天使なんかじゃない | ナノ


「どうぞお入りください」
 案内された部屋はひろさはあるものの、内装はそこまで華美ではない。むだな部分に金をかけていないことに関しては評価できるが、それもこれからのやりとり次第では地におちる。
 剛毅とは片手で数えられる程度にしか顔を合わせたことがないのだが、その評判はいやでも耳に入ってきた。魔法軍のトップに立つだけあって、その実力はだれもが認めるものだった。他国からの侵略を防衛する際、要となり、最後には砦となる人物だ。そこに、名前だけのお飾りを据えることがどんなに危険でばかげたことか、この国はまだ理解できているらしい。
「よろしければお召しあがりください」
 彼の側仕えのおとこが茶を出してきたので、「おかまいなく」と天音は目も合わせずにそう告げ、はやく話せと視線で剛毅を催促した。
「まあ、総司令官なんて大それた肩書きをいただいている身ですが、わたしも国家の狗であることに変わりはないのですよ」
 苦笑を零すおとこに、おもわず一旦口をとじた。
「……信じられない。今の首相はそんな、ふざけた人間なんですか」
――前言撤回だ。この国の頭はそうとうな愚者らしい。
 禁術の復活に際して剛毅が主導しているとはすこしも考えていなかったが、まさか国からの命令だったとは。魔法界はいつ割れてもおかしくない氷の上に存在しているかのような、儚い世界だという認識ができていないのか。
 日本が動いているとなれば、他国も同じことをしているに違いない。
 より強力な兵器をつくり、戦に投入する。それが戦争というものだ。しかし、魔法界において最強の兵器は魔法使いそのものとなる。こちらの世界の国力というのは、いかに優れた魔法使いを保有しているかで決まる。それを無力化しようという考えは、確かに真っ先に浮かぶものだろう。
――それでも今回のことは、踏み入れてはいけない領域くらいはわかっていてほしいものだと天音が嘆いてもしかたのない案件だった。
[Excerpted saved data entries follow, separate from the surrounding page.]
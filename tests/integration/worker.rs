use haulscout_core::{
    BackhaulStatus, MarketplaceConfig, SavedLoad, ScanStatus, ScrapedLoad, SearchCriteria, WorkerConfig,
};
use haulscout_integration_tests::*;
use haulscout_scrapers::worker::wait_for;
use haulscout_scrapers::{JobOutcome, ScanContext, ScanJob, ScanWorker};
use std::sync::Arc;

#[tokio::test]
async fn test_worker_runs_queued_jobs() {
    let config = MarketplaceConfig::default();
    let site = MockSite::new();
    site.serve(
        &config.search_path,
        search_page(
            &config,
            &[
                load_card("LB-1", "Chicago, IL", "Dallas, TX", "$2,000", "Dry Van | 920 mi"),
                load_card("LB-2", "Dallas, TX", "Chicago, IL", "$1,500", "Dry Van | 920 mi"),
            ],
        ),
    );
    let launcher = MockLauncher::new(site, config.clone());
    let db = connected_db().await;

    let mut ids = Vec::new();
    for city in ["Chicago", "Dallas", "Gary"] {
        let mut criteria = SearchCriteria { origin_city: Some(city.to_string()), ..SearchCriteria::new(USER) };
        ids.push(db.create_criteria(&mut criteria).await.unwrap());
    }
    let mut saved = SavedLoad::new(
        USER,
        None,
        ScrapedLoad {
            id: "OUT-1".to_string(),
            origin: "Chicago, IL".to_string(),
            destination: "Dallas, TX".to_string(),
            rate: Some(2000.0),
            rate_per_mile: None,
            equipment: "Dry Van".to_string(),
            distance: Some(920.0),
            weight: None,
            broker: String::new(),
            pickup_date: String::new(),
            status: None,
            id_is_synthetic: false,
        },
    );
    let saved_id = db.save_load(&mut saved).await.unwrap();

    let worker = ScanWorker::spawn(
        ScanContext {
            db: db.clone(),
            pipeline: Arc::new(pipeline(launcher.clone(), config)),
            cipher: cipher(),
            backhaul_top_n: 3,
        },
        &WorkerConfig { concurrency: 2, queue_capacity: 4, backhaul_top_n: 3 },
    );

    let mut receivers = Vec::new();
    for id in &ids {
        receivers.push(worker.submit(ScanJob::Criteria(*id)).await.unwrap());
    }
    let backhaul = worker.submit(ScanJob::Backhaul(saved_id)).await.unwrap();

    // A submitter that stops listening does not cancel its job.
    drop(receivers.pop());

    for (id, receiver) in ids.iter().zip(receivers) {
        match wait_for(receiver).await.unwrap() {
            JobOutcome::Scan(report) => {
                assert_eq!(report.criteria_id, *id);
                assert_eq!(report.found, 2);
            }
            other => panic!("unexpected outcome {:?}", other),
        }
    }
    match wait_for(backhaul).await.unwrap() {
        JobOutcome::Backhaul(suggestion) => assert_eq!(suggestion.status, BackhaulStatus::NoPreferences),
        other => panic!("unexpected outcome {:?}", other),
    }

    worker.shutdown().await;

    let dropped = db.get_criteria(ids[2]).await.unwrap().unwrap();
    assert_eq!(dropped.scan_status, Some(ScanStatus::Success));
    assert_eq!(launcher.launches(), 3);
    assert_eq!(launcher.closes(), 3);
}

#[tokio::test]
async fn test_failed_job_reports_error() {
    let config = MarketplaceConfig::default();
    let site = MockSite::new();
    site.expire_session();
    let launcher = MockLauncher::new(site, config.clone());
    let db = connected_db().await;
    let mut criteria = SearchCriteria { origin_city: Some("Chicago".to_string()), ..SearchCriteria::new(USER) };
    let id = db.create_criteria(&mut criteria).await.unwrap();

    let worker = ScanWorker::spawn(
        ScanContext {
            db: db.clone(),
            pipeline: Arc::new(pipeline(launcher, config)),
            cipher: cipher(),
            backhaul_top_n: 3,
        },
        &WorkerConfig::default(),
    );

    let receiver = worker.submit(ScanJob::Criteria(id)).await.unwrap();
    let err = wait_for(receiver).await.unwrap_err();
    assert!(err.needs_reconnect());
    worker.shutdown().await;

    let criteria = db.get_criteria(id).await.unwrap().unwrap();
    assert_eq!(criteria.scan_status, Some(ScanStatus::Error));
}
「わたしは、予てより考えておりました。『代わりの務まらない者』が根本を浄化しない限り、権力者の悪行は永遠に繰り返されるのではないかと」
「…………」
 話の先が見え、天音は苦虫を噛み潰したような表情をした。
「あなたは理想的な存在だ。神に愛されし、唯一無二の子。責務をまっとうされたのち、もしよろしければ軍に所属し、わたしを従え国をあるべき方向へ導いてはいただけませんか」
 あまりにふざけた内容に失笑しかけたが、剛毅の真面目な顔にそんなきもちは一瞬にして吹き飛ぶ。
「おまえは圧倒的な力をもって、なにを成したい? 単に国を防衛できれば満足か? それとも、侵略を望むか?」
「天音さま、わたしは、」
「人間は変わらない。もう、何千年もこうしていきてきた。今さら、おれが手を貸したところで世界が改まるのは『神に愛されし子』がいきているあいだだけだ。一時の夢を見せるくらいなら、おれは初めから期待なんて与えない。おまえたちは楽園を失って絶望するより、楽園を知らずに最期までいきるほうが、ずっとしあわせだろう」
 楽園のくだりには私情が入ったため、余計だったな、とおもった。だが、剛毅は反論してこなかった。
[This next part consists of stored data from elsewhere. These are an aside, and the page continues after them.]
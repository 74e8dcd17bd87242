mod backhaul;
mod export;
mod migrations;
mod saved;
mod scan;
mod worker;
「……さしでがましいことを申しました。ですが、今回の件に関してはあなたさまのお力がどうしても必要です。ここまで飛んでいらっしゃったのだ。そちらについては、ご助力いただけると解釈してよろしいのですよね?」
「……はい。各国への通信装置を起動してください。重要度は最大、聞いていなかったでは済ませられないことを、これから起こしますので」
「人間は欲深い。完全に封じてしまわない限り、禁術に手を出すひとや国は堪えなかったでしょう。その未来が断絶されるだけでも、今日は祝杯を挙げるべき日と化します。天音さまの英断に、一魔法使いとして心より感謝を申しあげます」
 頭をさげられたが、わざわざあげさせるようなことはしない。
「これを飲み終えたら向かいます。それまでに、準備を」
「かしこまりました。……廣瀬(ひろせ)。話は聞いていたな。すぐに通信装置を起動させろ」
「はっ」
 廣瀬と呼ばれたおとこは命令されるとすぐに動き出し、天音に一礼したのち部屋を出ていった。
 彼が淹れてくれたお茶はすでにぬるくなっていたが、気にせずゆっくりとそれを喉に流し込んでいく。
 たっぷり、五分ほどかけて中身をからにすると、「では、いきましょうか」と声をかけた。
「こちらです」
 ここにきた際と同様に剛毅に案内され、会議室と書かれたプレートが掲げられている扉をひらき、中へと入った。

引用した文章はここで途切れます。